I've also written about these instructions on my GitHub Page: https://animeshshrivastav.github.io/
Sure, use command-line tools But... Why you dont want to use a IDE? You have a lot optiones.
Yes, see the Google SDK documentation.
However, with the current toolchain and documentation it'll be an uphill struggle. I'm trying to do this too (for a dev who lives in Vim and Unix tools, Android Studio is needlessly slow and bloated).
The main issues I've found so far:
The SDK documentation gives instructions to create an Ant-driven project, but the SDK is now geared towards using Gradle. If you're working through the Google documentation in a linear fashion, you'll find subsequent lessons have you issue Gradle build instructions. For your Ant-built project.
There is very little documentation on how to actually create a Gradle-built project from the command line. The command line I use is:
android create project --target android-22 --name MyProjectName --path my_project/ --activity MyProject --package com.example.android.myproject --gradle --gradle-version 1.2.2
The --gradle-version
actually refers to the Gradle Android plugin version, not the version of Gradle itself. Finding this out wasn't easy.

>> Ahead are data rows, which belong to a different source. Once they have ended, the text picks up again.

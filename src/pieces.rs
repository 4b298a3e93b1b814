//! Tetromino shape catalog (`spec.md` §4.3)
//!
//! Shapes are expressed as mino offsets from a piece anchor, reusing the
//! teacher's SRS tables. Wall-kick tables are dropped: placements here are
//! atomic (no interactive rotation against a falling stack), so there is
//! nothing to kick against.

use serde::{Deserialize, Serialize};

/// Offset of a single mino relative to the placement anchor.
pub type MinoOffset = (i32, i32);

/// Four mino offsets making up one piece at one rotation.
pub type PieceShape = [MinoOffset; 4];

#[derive(Debug, Clone, Copy, PartialEq, Eq, Hash, Serialize, Deserialize)]
pub enum PieceKind {
    I,
    O,
    T,
    S,
    Z,
    J,
    L,
}

impl PieceKind {
    pub fn from_str(s: &str) -> Option<Self> {
        match s.to_lowercase().as_str() {
            "i" => Some(PieceKind::I),
            "o" => Some(PieceKind::O),
            "t" => Some(PieceKind::T),
            "s" => Some(PieceKind::S),
            "z" => Some(PieceKind::Z),
            "j" => Some(PieceKind::J),
            "l" => Some(PieceKind::L),
            _ => None,
        }
    }

    pub fn as_str(&self) -> &'static str {
        match self {
            PieceKind::I => "i",
            PieceKind::O => "o",
            PieceKind::T => "t",
            PieceKind::S => "s",
            PieceKind::Z => "z",
            PieceKind::J => "j",
            PieceKind::L => "l",
        }
    }

    pub const ALL: [PieceKind; 7] = [
        PieceKind::I,
        PieceKind::O,
        PieceKind::T,
        PieceKind::S,
        PieceKind::Z,
        PieceKind::J,
        PieceKind::L,
    ];
}

/// Rotation index, reduced mod 4 on construction.
#[derive(Debug, Clone, Copy, PartialEq, Eq, Hash, Serialize, Deserialize)]
pub struct Rotation(u8);

impl Rotation {
    pub fn new(value: u8) -> Self {
        Rotation(value % 4)
    }

    pub fn value(&self) -> u8 {
        self.0
    }
}

/// Mino offsets (dx, dz) for `kind` at `rotation`, anchored so all offsets
/// are non-negative (top-left of the shape's 4x4/3x3 bounding box is (0,0)).
pub fn get_shape(kind: PieceKind, rotation: Rotation) -> PieceShape {
    match kind {
        PieceKind::I => i_shape(rotation),
        PieceKind::O => o_shape(rotation),
        PieceKind::T => t_shape(rotation),
        PieceKind::S => s_shape(rotation),
        PieceKind::Z => z_shape(rotation),
        PieceKind::J => j_shape(rotation),
        PieceKind::L => l_shape(rotation),
    }
}

fn i_shape(rotation: Rotation) -> PieceShape {
    match rotation.value() {
        0 => [(0, 1), (1, 1), (2, 1), (3, 1)],
        1 => [(2, 0), (2, 1), (2, 2), (2, 3)],
        2 => [(0, 2), (1, 2), (2, 2), (3, 2)],
        _ => [(1, 0), (1, 1), (1, 2), (1, 3)],
    }
}

fn o_shape(_rotation: Rotation) -> PieceShape {
    [(1, 0), (2, 0), (1, 1), (2, 1)]
}

fn t_shape(rotation: Rotation) -> PieceShape {
    match rotation.value() {
        0 => [(1, 0), (0, 1), (1, 1), (2, 1)],
        1 => [(1, 0), (1, 1), (2, 1), (1, 2)],
        2 => [(0, 1), (1, 1), (2, 1), (1, 2)],
        _ => [(1, 0), (0, 1), (1, 1), (1, 2)],
    }
}

fn s_shape(rotation: Rotation) -> PieceShape {
    match rotation.value() {
        0 => [(1, 0), (2, 0), (0, 1), (1, 1)],
        1 => [(1, 0), (1, 1), (2, 1), (2, 2)],
        2 => [(1, 1), (2, 1), (0, 2), (1, 2)],
        _ => [(0, 0), (0, 1), (1, 1), (1, 2)],
    }
}

fn z_shape(rotation: Rotation) -> PieceShape {
    match rotation.value() {
        0 => [(0, 0), (1, 0), (1, 1), (2, 1)],
        1 => [(2, 0), (1, 1), (2, 1), (1, 2)],
        2 => [(0, 1), (1, 1), (1, 2), (2, 2)],
        _ => [(1, 0), (0, 1), (1, 1), (0, 2)],
    }
}

fn j_shape(rotation: Rotation) -> PieceShape {
    match rotation.value() {
        0 => [(0, 0), (0, 1), (1, 1), (2, 1)],
        1 => [(1, 0), (2, 0), (1, 1), (1, 2)],
        2 => [(0, 1), (1, 1), (2, 1), (2, 2)],
        _ => [(1, 0), (1, 1), (0, 2), (1, 2)],
    }
}

fn l_shape(rotation: Rotation) -> PieceShape {
    match rotation.value() {
        0 => [(2, 0), (0, 1), (1, 1), (2, 1)],
        1 => [(1, 0), (1, 1), (1, 2), (2, 2)],
        2 => [(0, 1), (1, 1), (2, 1), (0, 2)],
        _ => [(0, 0), (1, 0), (1, 1), (1, 2)],
    }
}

Even if you get it to create a project properly, it probably won't build without further manipulation. One of the generated files (project/build.gradle
) has an invalid directive name (runProguard
- I'm guessing it's now deprecated). That must be changed to minifyEnabled
before the project will build. And using the Gradle plugin 1.2.2, the file project/gradle/wrapper/gradle-wrapper.properties
has the Gradle distribution incorrectly listed as gradle-1.2.2-all.zip
. This should be gradle-2.2.1-all.zip
.
These are files generated by the SDK with errors.
The documentation is focussed on IDE-based development. Once you get past the initial few pages on creating and managing a project using the command line, it's very IDE-focussed.
Instructions on things like changing an app Theme are difficult or impossible to follow as they omit steps that the IDE performs for you.
In general, fully IDE-less development for Android (at least in Java, using the official SDK) is very painful. And my personal opinion is that IDE-based development is equally painful (slow, bloated, ugly on high-DPI screens under Linux and evidently full of magic that's a pain to replicate on the command line).
Edit: I should add that the above refers to using SDK tools v24.2, SDK Platform-tools v22, SDK Build-tools v22.01 and Android API 22 (5.1.1).